Where we are, and where we’re going.

Our national conversation about health care costs has been focused too narrowly on shifting costs between the people and the federal government. No matter which way you push it, it’s a losing argument. The CMS projects that overall health care spending – including hospital costs, physician services, insurance, and prescription drug costs – will continue to grow by about 5.8% per year on into the future, outpacing inflation and income growth. It’s too much, no matter who pays the bill. And the kicker is, a series of studies shows that about a quarter of what we pay – a quarter of that $5.3 trillion per year – is waste. It’s valueless tests and procedures, lack of preventive care, and administrative hoops that patients and providers jump through before any care is delivered.

And yet, incredibly, we can make it worse. Congress’s actions in the current term – failing to extend the ACA expanded subsidies and enacting changes to Medicaid in the One Big Beautiful Bill Act – reduce the amount of the federal budget directed toward health care.
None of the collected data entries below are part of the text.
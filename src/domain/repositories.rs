//! 存储接口定义（输出端口）

use crate::domain::error::Result;
use crate::domain::models::Project;
use std::path::PathBuf;

/// 项目存储接口
///
/// 以项目名为键的整体读写：每次 `save` 都必须原子地替换整个项目，
/// 调用方看到的要么是旧状态，要么是完整的新状态。
pub trait ProjectRepository: Send + Sync {
    /// 项目是否存在
    fn exists(&self, name: &str) -> Result<bool>;

    /// 读取项目，不存在时返回 `NotFound`
    fn load(&self, name: &str) -> Result<Project>;

    /// 整体写入项目
    fn save(&self, project: &Project) -> Result<()>;
}

/// 存储配置
#[derive(Debug, Clone)]
pub struct StorageConfig {
    pub data_dir: PathBuf,
}

impl StorageConfig {
    pub fn new(data_dir: impl Into<PathBuf>) -> Self {
        Self {
            data_dir: data_dir.into(),
        }
    }

    /// 项目文件所在目录
    pub fn projects_dir(&self) -> PathBuf {
        self.data_dir.join("projects")
    }
}
//! set 命令处理器

use super::{CommandContext, CommandHandler};
use crate::application::ProfileManager;
use crate::domain::error::Result;
use crate::domain::models::{validate_variable_key, validate_variable_value};
use std::sync::Arc;
use tracing::debug;

/// set 命令
pub struct SetCommand {
    profiles: Arc<ProfileManager>,
    project: String,
    env: Option<String>,
    pairs: Vec<(String, String)>,
    description: Option<String>,
    is_secret: Option<bool>,
}

impl SetCommand {
    pub fn new(
        profiles: Arc<ProfileManager>,
        project: String,
        env: Option<String>,
        pairs: Vec<(String, String)>,
        description: Option<String>,
        is_secret: Option<bool>,
    ) -> Self {
        Self {
            profiles,
            project,
            env,
            pairs,
            description,
            is_secret,
        }
    }
}

impl CommandHandler for SetCommand {
    fn execute(&self, ctx: &CommandContext) -> Result<()> {
        let env = self.profiles.resolve_env(&self.project, self.env.as_deref())?;

        // 任何一个键值无效都不写入
        for (key, value) in &self.pairs {
            validate_variable_key(key)?;
            validate_variable_value(key, value)?;
        }

        for (key, value) in &self.pairs {
            debug!(project = %self.project, env = %env, key = %key, "setting variable");
            self.profiles.set_variable(
                &self.project,
                &env,
                key,
                value,
                self.description.as_deref(),
                self.is_secret,
            )?;

            if ctx.verbose {
                println!("✓ 已设置 {key} ({}/{env})", self.project);
            } else {
                println!("✓ 已设置 {key}");
            }
        }

        Ok(())
    }
}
But in doing so, they added administrative complexity to what remains and increased the burden on our health care institutions. While it will take some time for the impact of their changes to roll through, historically, these changes have meant higher costs and poorer outcomes. This is the wrong direction, and any health care reform agenda has to start with stop making things worse.

But that’s not enough. The CMS made its projections before the current congressional term started. Taming these costs – stopping the growth so that our ability to pay can catch up – will be an effort of many years. In the near term, we start with a bridge while we get the structural reforms in place. That means put back the expanded subsidies (moderated by the excess pharmaceutical profits surtax) and reverse the Medicaid coverage cuts. Enact the structural reforms that run throughout this proposal, and then, when the cost of care is reduced, the government programs that cover the costs of care directly – like Medicare and Medicaid – should also see restrained costs. Over time, we should be able to reduce or eliminate the bridge while we keep attention on improving how health care is delivered.

Health care policy, health care costs — it can all sound abstract. But on the ground it’s deeply personal. It’s someone you love going to the doctor, getting the care they need, and not going into medical debt for the rest of their lives. Our government is supposed to make that easier, not harder.